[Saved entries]
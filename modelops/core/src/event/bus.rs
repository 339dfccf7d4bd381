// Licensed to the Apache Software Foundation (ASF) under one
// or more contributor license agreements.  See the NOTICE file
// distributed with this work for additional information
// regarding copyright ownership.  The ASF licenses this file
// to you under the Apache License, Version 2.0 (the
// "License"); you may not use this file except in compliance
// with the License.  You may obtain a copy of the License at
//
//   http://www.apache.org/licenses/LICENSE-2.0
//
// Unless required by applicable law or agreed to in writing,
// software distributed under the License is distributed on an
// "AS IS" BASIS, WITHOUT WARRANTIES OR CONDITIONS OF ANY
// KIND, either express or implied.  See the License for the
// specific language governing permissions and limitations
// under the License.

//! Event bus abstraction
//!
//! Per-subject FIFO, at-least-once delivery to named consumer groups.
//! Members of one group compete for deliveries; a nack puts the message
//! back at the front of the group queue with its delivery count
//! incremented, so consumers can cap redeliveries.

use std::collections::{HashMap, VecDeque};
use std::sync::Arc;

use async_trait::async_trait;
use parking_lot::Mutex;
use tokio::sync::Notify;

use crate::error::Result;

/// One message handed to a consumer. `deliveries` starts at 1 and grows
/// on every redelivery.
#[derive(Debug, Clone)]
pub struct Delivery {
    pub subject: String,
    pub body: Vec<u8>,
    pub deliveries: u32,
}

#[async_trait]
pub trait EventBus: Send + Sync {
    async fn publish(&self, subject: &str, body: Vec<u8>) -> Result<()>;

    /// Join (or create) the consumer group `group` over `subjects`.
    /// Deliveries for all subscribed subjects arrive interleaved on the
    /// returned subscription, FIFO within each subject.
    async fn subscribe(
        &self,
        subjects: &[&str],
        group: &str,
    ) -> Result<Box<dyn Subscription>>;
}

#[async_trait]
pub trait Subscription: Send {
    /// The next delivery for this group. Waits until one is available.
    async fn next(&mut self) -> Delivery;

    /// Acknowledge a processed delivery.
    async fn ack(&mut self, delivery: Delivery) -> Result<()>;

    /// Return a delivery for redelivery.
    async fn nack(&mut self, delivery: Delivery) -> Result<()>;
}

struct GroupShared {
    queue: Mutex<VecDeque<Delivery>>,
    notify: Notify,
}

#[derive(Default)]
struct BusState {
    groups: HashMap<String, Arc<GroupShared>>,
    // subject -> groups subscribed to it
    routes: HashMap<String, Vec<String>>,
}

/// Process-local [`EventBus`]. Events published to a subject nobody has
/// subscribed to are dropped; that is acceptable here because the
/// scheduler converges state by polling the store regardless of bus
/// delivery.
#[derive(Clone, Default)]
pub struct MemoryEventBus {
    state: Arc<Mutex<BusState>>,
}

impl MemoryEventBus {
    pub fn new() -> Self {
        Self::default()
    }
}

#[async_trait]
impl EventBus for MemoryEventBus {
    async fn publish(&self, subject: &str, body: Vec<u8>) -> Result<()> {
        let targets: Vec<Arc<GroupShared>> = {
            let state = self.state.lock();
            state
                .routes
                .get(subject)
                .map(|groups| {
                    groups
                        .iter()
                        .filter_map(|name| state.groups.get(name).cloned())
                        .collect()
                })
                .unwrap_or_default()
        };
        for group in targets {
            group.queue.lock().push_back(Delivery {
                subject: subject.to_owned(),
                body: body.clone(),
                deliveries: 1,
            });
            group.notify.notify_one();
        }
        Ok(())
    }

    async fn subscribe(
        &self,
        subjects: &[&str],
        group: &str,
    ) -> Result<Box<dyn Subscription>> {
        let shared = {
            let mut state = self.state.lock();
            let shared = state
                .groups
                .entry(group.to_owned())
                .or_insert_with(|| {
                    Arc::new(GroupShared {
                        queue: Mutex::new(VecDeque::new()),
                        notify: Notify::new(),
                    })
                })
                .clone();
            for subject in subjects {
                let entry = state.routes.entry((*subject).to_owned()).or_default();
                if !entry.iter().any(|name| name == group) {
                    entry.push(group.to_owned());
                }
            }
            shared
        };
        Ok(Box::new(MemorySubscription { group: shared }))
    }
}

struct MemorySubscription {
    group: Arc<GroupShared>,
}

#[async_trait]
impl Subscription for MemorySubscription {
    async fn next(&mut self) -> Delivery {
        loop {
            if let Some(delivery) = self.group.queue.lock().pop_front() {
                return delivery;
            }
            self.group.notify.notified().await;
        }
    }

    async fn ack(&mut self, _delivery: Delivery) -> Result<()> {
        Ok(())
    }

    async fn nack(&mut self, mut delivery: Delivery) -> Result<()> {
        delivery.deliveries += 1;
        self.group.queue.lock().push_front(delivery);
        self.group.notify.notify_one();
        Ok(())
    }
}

---

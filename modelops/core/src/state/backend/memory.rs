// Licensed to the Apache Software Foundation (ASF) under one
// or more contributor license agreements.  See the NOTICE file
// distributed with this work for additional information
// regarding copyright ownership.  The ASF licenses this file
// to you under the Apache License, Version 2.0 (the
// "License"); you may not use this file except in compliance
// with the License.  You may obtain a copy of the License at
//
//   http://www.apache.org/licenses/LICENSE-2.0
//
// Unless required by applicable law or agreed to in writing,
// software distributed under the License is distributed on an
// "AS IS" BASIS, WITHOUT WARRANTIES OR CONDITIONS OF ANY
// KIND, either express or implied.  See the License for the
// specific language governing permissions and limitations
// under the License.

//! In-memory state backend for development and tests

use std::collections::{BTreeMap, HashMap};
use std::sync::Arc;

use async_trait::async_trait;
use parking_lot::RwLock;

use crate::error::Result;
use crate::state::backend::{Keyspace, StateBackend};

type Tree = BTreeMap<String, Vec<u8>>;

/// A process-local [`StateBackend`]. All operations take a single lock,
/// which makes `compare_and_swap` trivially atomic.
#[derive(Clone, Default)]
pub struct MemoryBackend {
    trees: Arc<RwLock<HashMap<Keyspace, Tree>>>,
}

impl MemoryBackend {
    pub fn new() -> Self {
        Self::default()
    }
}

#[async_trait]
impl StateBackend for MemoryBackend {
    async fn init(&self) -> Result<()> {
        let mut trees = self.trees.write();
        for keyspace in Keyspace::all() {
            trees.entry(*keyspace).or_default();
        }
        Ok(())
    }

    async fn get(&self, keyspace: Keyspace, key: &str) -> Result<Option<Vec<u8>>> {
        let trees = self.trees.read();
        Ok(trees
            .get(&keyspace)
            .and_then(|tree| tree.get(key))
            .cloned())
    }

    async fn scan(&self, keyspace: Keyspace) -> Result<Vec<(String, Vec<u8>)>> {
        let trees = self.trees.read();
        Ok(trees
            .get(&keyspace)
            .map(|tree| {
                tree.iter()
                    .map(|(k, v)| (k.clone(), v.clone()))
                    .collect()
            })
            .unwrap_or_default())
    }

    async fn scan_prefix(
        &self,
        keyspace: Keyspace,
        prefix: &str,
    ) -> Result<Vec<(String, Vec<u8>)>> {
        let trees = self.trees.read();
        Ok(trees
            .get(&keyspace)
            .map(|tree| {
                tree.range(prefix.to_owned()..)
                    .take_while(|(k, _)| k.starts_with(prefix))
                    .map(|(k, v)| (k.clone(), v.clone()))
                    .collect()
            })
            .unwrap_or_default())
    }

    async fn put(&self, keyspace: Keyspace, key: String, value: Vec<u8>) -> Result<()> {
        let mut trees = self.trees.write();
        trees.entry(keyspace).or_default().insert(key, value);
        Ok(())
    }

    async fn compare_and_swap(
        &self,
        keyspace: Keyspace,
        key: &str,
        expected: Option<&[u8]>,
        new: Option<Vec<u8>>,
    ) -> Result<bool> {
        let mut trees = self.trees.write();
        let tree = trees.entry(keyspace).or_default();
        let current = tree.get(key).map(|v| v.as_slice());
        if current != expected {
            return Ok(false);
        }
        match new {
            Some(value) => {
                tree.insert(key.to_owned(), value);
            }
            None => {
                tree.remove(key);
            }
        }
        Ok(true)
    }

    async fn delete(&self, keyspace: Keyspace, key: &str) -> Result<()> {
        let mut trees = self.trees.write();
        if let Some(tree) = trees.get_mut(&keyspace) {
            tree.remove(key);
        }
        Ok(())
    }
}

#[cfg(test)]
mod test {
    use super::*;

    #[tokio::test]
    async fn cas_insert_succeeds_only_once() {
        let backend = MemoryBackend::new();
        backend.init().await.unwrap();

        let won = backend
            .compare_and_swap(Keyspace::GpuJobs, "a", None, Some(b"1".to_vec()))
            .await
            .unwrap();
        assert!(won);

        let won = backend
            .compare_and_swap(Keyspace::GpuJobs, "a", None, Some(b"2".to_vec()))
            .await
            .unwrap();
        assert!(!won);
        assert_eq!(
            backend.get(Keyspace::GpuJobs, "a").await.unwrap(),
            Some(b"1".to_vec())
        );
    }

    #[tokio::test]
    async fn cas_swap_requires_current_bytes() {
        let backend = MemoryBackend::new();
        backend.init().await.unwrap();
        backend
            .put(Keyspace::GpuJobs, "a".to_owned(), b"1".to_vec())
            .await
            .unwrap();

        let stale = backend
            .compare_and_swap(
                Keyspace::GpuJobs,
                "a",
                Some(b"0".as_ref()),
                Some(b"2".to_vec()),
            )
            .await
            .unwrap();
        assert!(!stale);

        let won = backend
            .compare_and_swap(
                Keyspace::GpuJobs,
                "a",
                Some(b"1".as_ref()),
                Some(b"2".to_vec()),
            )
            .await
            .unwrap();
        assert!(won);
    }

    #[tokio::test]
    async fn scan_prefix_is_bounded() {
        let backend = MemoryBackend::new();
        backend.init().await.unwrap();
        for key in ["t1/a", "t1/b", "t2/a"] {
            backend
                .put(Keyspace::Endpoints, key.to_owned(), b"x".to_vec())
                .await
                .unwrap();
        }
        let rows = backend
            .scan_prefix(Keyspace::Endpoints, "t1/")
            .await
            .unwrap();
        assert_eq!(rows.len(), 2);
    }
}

-- WORK ITEM --
Among the records above, only the lines between the line holding "named consumer groups." and the line holding "use parking_lot::Mutex;", inclusive, are to be output, exactly as written.

-- WRITTEN REPLY --
//! Per-subject FIFO, at-least-once delivery to named consumer groups.
//! Members of one group compete for deliveries; a nack puts the message
//! back at the front of the group queue with its delivery count
//! incremented, so consumers can cap redeliveries.

use std::collections::{HashMap, VecDeque};
use std::sync::Arc;

use async_trait::async_trait;
use parking_lot::Mutex;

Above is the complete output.